(Data to examine Opens)
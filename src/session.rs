//! Cookie sessions and one-time flash messages.
//!
//! The cookie holds a signed token naming a random session id. Only the
//! SHA-256 of that id is stored, alongside the logged-in user (if any) and the
//! flash messages waiting for the next rendered page.

use axum::{
    extract::FromRequestParts,
    http::{header, request::Parts, HeaderMap, HeaderValue},
    response::{IntoResponse, Response},
};
use chrono::{Duration, Utc};
use jsonwebtoken::{decode, encode, DecodingKey, EncodingKey, Header, Validation};
use rand::distr::{Alphanumeric, SampleString};
use serde::{Deserialize, Serialize};
use sha2::{Digest, Sha256};
use sqlx::PgPool;

use crate::config::CONFIG;
use crate::db::{self, models::User, sessions, users};
use crate::error::AppError;

pub const SESSION_COOKIE: &str = "bloghub_session";

pub const LOGIN_PATH: &str = "/accounts/login/";

#[derive(Debug, Clone, Copy, PartialEq, Eq, Serialize, Deserialize)]
#[serde(rename_all = "lowercase")]
pub enum Level {
    Info,
    Success,
    Warning,
    Error,
}

impl Level {
    pub fn as_str(&self) -> &'static str {
        match self {
            Level::Info => "info",
            Level::Success => "success",
            Level::Warning => "warning",
            Level::Error => "error",
        }
    }
}

/// Notification shown once on the next rendered page.
#[derive(Debug, Clone, PartialEq, Eq, Serialize, Deserialize)]
pub struct Message {
    pub level: Level,
    pub text: String,
}

#[derive(Debug, Serialize, Deserialize)]
struct SessionClaims {
    sid: String,
    iat: i64,
    exp: i64,
}

fn generate_session_id() -> String {
    Alphanumeric.sample_string(&mut rand::rng(), 64)
}

fn hash_session_id(sid: &str) -> String {
    let mut hasher = Sha256::new();
    hasher.update(sid.as_bytes());
    format!("{:x}", hasher.finalize())
}

fn encode_cookie_token(sid: &str, ttl: Duration) -> Result<String, jsonwebtoken::errors::Error> {
    let now = Utc::now();
    let claims = SessionClaims {
        sid: sid.to_string(),
        iat: now.timestamp(),
        exp: (now + ttl).timestamp(),
    };
    encode(
        &Header::default(),
        &claims,
        &EncodingKey::from_secret(CONFIG.session_secret.as_bytes()),
    )
}

fn decode_cookie_token(token: &str) -> Result<String, jsonwebtoken::errors::Error> {
    let data = decode::<SessionClaims>(
        token,
        &DecodingKey::from_secret(CONFIG.session_secret.as_bytes()),
        &Validation::default(),
    )?;
    Ok(data.claims.sid)
}

/// Value of cookie `name` across all `Cookie` headers.
pub fn cookie_value<'a>(headers: &'a HeaderMap, name: &str) -> Option<&'a str> {
    headers
        .get_all(header::COOKIE)
        .iter()
        .filter_map(|v| v.to_str().ok())
        .flat_map(|v| v.split(';'))
        .filter_map(|pair| pair.trim().split_once('='))
        .find(|(key, _)| *key == name)
        .map(|(_, value)| value.trim_matches('"'))
}

fn session_cookie(token: &str, max_age_secs: i64) -> String {
    let mut cookie = format!(
        "{SESSION_COOKIE}={token}; Path=/; HttpOnly; SameSite=Lax; Max-Age={max_age_secs}"
    );
    if CONFIG.secure_cookies {
        cookie.push_str("; Secure");
    }
    cookie
}

fn expired_cookie() -> String {
    session_cookie("", 0)
}

/// Percent-encode everything outside the RFC 3986 unreserved set.
pub fn encode_component(value: &str) -> String {
    let mut out = String::with_capacity(value.len());
    for byte in value.bytes() {
        match byte {
            b'A'..=b'Z' | b'a'..=b'z' | b'0'..=b'9' | b'-' | b'_' | b'.' | b'~' => {
                out.push(byte as char)
            }
            _ => out.push_str(&format!("%{byte:02X}")),
        }
    }
    out
}

pub fn login_url(next: &str) -> String {
    if next.is_empty() {
        LOGIN_PATH.to_string()
    } else {
        format!("{LOGIN_PATH}?next={}", encode_component(next))
    }
}

/// Only same-site absolute paths are followed after login. Browsers drop
/// tabs and newlines from URLs, so any control character is refused.
pub fn is_safe_redirect(next: &str) -> bool {
    next.starts_with('/')
        && !next.starts_with("//")
        && !next.contains('\\')
        && !next.chars().any(char::is_control)
}

pub struct Session {
    sid: Option<String>,
    user: Option<User>,
    set_cookie: Option<String>,
}

impl Session {
    pub fn anonymous() -> Self {
        Self {
            sid: None,
            user: None,
            set_cookie: None,
        }
    }

    /// Anonymous, and tell the browser to drop its stale cookie.
    fn cleared() -> Self {
        Self {
            set_cookie: Some(expired_cookie()),
            ..Self::anonymous()
        }
    }

    pub fn user(&self) -> Option<&User> {
        self.user.as_ref()
    }

    pub fn is_authenticated(&self) -> bool {
        self.user.is_some()
    }

    /// The logged-in user, or a redirect to the login page that returns to `next`.
    pub fn require_user(&self, next: &str) -> Result<User, AppError> {
        self.user.clone().ok_or_else(|| AppError::LoginRequired {
            next: next.to_string(),
        })
    }

    async fn start(
        &mut self,
        pool: &PgPool,
        user: Option<&User>,
        flash: &[Message],
    ) -> Result<String, AppError> {
        let sid = generate_session_id();
        let token_hash = hash_session_id(&sid);
        let ttl = Duration::days(CONFIG.session_ttl_days);

        sessions::create(pool, &token_hash, user.map(|u| u.id), flash, Utc::now() + ttl).await?;
        let token = encode_cookie_token(&sid, ttl).map_err(AppError::internal)?;

        self.set_cookie = Some(session_cookie(&token, ttl.num_seconds()));
        self.sid = Some(sid);
        Ok(token_hash)
    }

    async fn ensure(&mut self, pool: &PgPool) -> Result<String, AppError> {
        match &self.sid {
            Some(sid) => Ok(hash_session_id(sid)),
            None => self.start(pool, None, &[]).await,
        }
    }

    /// Queue a message for the next rendered page, opening an anonymous
    /// session when the visitor has none.
    pub async fn flash(
        &mut self,
        pool: &PgPool,
        level: Level,
        text: impl Into<String>,
    ) -> Result<(), AppError> {
        let token_hash = self.ensure(pool).await?;
        let message = Message {
            level,
            text: text.into(),
        };
        sessions::push_flash(pool, &token_hash, &message).await?;
        Ok(())
    }

    /// Pending messages; reading them clears them.
    pub async fn take_messages(&mut self, pool: &PgPool) -> Result<Vec<Message>, AppError> {
        match &self.sid {
            Some(sid) => Ok(sessions::take_flash(pool, &hash_session_id(sid)).await?),
            None => Ok(Vec::new()),
        }
    }

    /// Rotate to a fresh session owned by `user`, carrying over pending messages.
    pub async fn login(&mut self, pool: &PgPool, user: User) -> Result<(), AppError> {
        let pending = match self.sid.take() {
            Some(sid) => {
                let token_hash = hash_session_id(&sid);
                let pending = sessions::take_flash(pool, &token_hash).await?;
                sessions::delete(pool, &token_hash).await?;
                pending
            }
            None => Vec::new(),
        };

        self.start(pool, Some(&user), &pending).await?;
        users::touch_last_login(pool, user.id).await?;
        tracing::info!(user = %user.username, "user logged in");
        self.user = Some(user);
        Ok(())
    }

    pub async fn logout(&mut self, pool: &PgPool) -> Result<(), AppError> {
        if let Some(sid) = self.sid.take() {
            sessions::delete(pool, &hash_session_id(&sid)).await?;
        }
        if let Some(user) = self.user.take() {
            tracing::info!(user = %user.username, "user logged out");
        }
        self.set_cookie = Some(expired_cookie());
        Ok(())
    }

    /// Attach any pending `Set-Cookie` to the response.
    pub fn respond(self, response: impl IntoResponse) -> Response {
        let mut response = response.into_response();
        if let Some(cookie) = self.set_cookie {
            match HeaderValue::from_str(&cookie) {
                Ok(value) => {
                    response.headers_mut().append(header::SET_COOKIE, value);
                }
                Err(e) => tracing::error!("Invalid session cookie header: {}", e),
            }
        }
        response
    }
}

impl<S> FromRequestParts<S> for Session
where
    S: Send + Sync,
{
    type Rejection = AppError;

    async fn from_request_parts(parts: &mut Parts, _state: &S) -> Result<Self, Self::Rejection> {
        let Some(token) = cookie_value(&parts.headers, SESSION_COOKIE) else {
            return Ok(Self::anonymous());
        };
        if token.is_empty() {
            return Ok(Self::anonymous());
        }
        let Some(pool) = db::get_pool() else {
            return Ok(Self::anonymous());
        };

        let sid = match decode_cookie_token(token) {
            Ok(sid) => sid,
            Err(e) => {
                tracing::debug!("Discarding invalid session cookie: {}", e);
                return Ok(Self::cleared());
            }
        };

        let Some(row) = sessions::find(&pool, &hash_session_id(&sid)).await? else {
            return Ok(Self::cleared());
        };

        let user = match row.user_id {
            Some(user_id) => users::find_by_id(&pool, user_id).await?,
            None => None,
        };

        Ok(Self {
            sid: Some(sid),
            user,
            set_cookie: None,
        })
    }
}

#[cfg(test)]
mod tests {
    use super::*;

    #[test]
    fn test_cookie_value_finds_named_cookie() {
        let mut headers = HeaderMap::new();
        headers.insert(
            header::COOKIE,
            HeaderValue::from_static("theme=dark; bloghub_session=abc.def.ghi; lang=en"),
        );
        assert_eq!(cookie_value(&headers, SESSION_COOKIE), Some("abc.def.ghi"));
        assert_eq!(cookie_value(&headers, "missing"), None);
    }

    #[test]
    fn test_cookie_value_scans_multiple_headers() {
        let mut headers = HeaderMap::new();
        headers.append(header::COOKIE, HeaderValue::from_static("a=1"));
        headers.append(header::COOKIE, HeaderValue::from_static("b=2"));
        assert_eq!(cookie_value(&headers, "b"), Some("2"));
    }

    #[test]
    fn test_cookie_token_decodes_to_same_session_id() {
        let sid = generate_session_id();
        assert_eq!(sid.len(), 64);
        let token = encode_cookie_token(&sid, Duration::days(1)).unwrap();
        assert_eq!(decode_cookie_token(&token).unwrap(), sid);
    }

    #[test]
    fn test_expired_or_tampered_token_is_rejected() {
        let token = encode_cookie_token("abc", Duration::days(-2)).unwrap();
        assert!(decode_cookie_token(&token).is_err());
        assert!(decode_cookie_token("not.a.token").is_err());
    }

    #[test]
    fn test_session_id_hash_is_hex_sha256() {
        let hash = hash_session_id("abc");
        assert_eq!(
            hash,
            "ba7816bf8f01cfea414140de5dae2223b00361a396177a9cb410ff61f20015ad"
        );
    }

    #[test]
    fn test_login_url_encodes_next() {
        assert_eq!(login_url(""), "/accounts/login/");
        assert_eq!(login_url("/create/"), "/accounts/login/?next=%2Fcreate%2F");
    }

    #[test]
    fn test_is_safe_redirect() {
        assert!(is_safe_redirect("/my-posts/"));
        assert!(!is_safe_redirect("//evil.example"));
        assert!(!is_safe_redirect("https://evil.example"));
        assert!(!is_safe_redirect("/\\evil.example"));
        assert!(!is_safe_redirect(""));
    }

    #[test]
    fn test_is_safe_redirect_refuses_control_characters() {
        for next in ["/\t/evil.example", "/\n/evil.example", "/\r/evil.example", "/posts/\u{7f}"] {
            assert!(!is_safe_redirect(next), "{next:?}");
        }
        assert!(is_safe_redirect("/post/hello-world/?page=2"));
    }

    #[test]
    fn test_require_user_redirects_anonymous() {
        let session = Session::anonymous();
        assert!(!session.is_authenticated());
        match session.require_user("/my-posts/") {
            Err(AppError::LoginRequired { next }) => assert_eq!(next, "/my-posts/"),
            other => panic!("expected login redirect, got {:?}", other.map(|u| u.username)),
        }
    }

    #[test]
    fn test_respond_sets_cookie_only_when_needed() {
        let res = Session::anonymous().respond("ok");
        assert!(res.headers().get(header::SET_COOKIE).is_none());

        let res = Session::cleared().respond("ok");
        let cookie = res.headers().get(header::SET_COOKIE).unwrap().to_str().unwrap();
        assert!(cookie.starts_with("bloghub_session=;"));
        assert!(cookie.contains("Max-Age=0"));
    }
}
(Data to examine Closes)
Exercise description
Look through the material above and work out how many of its lines contain "await". State the number only.

Solution to the exercise
12